*** Available records
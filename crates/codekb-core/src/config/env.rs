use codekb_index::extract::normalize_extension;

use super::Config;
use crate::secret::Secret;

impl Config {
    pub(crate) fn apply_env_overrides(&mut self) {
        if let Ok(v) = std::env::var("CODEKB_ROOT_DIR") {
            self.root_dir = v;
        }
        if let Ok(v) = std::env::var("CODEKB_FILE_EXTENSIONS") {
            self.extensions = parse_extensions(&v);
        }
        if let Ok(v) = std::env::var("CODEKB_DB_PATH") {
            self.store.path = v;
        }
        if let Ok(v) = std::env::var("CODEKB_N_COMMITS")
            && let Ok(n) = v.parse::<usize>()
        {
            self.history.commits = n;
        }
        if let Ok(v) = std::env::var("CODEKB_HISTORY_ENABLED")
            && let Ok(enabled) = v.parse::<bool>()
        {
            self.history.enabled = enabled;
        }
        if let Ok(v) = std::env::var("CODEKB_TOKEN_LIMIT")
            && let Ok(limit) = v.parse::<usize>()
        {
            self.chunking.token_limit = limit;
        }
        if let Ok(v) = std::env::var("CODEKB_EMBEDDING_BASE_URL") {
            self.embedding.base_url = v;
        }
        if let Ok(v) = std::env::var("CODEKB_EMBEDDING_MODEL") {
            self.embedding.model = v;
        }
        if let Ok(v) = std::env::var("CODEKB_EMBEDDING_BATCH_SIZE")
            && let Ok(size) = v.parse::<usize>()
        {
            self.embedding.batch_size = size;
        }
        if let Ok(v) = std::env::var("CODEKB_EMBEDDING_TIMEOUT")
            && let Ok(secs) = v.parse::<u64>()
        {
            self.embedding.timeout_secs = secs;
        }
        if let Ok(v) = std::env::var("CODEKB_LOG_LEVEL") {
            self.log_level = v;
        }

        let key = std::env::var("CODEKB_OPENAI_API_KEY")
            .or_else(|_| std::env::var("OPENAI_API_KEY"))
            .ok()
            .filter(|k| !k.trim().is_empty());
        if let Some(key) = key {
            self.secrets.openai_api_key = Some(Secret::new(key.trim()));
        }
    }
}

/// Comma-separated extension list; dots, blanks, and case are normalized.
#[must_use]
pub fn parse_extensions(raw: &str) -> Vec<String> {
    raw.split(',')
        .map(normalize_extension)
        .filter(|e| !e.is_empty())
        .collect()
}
******
:: Directions ::
Wherever the string "secs" appears in the records, copy the whole line.

:: Finished task ::
            && let Ok(secs) = v.parse::<u64>()
            self.embedding.timeout_secs = secs;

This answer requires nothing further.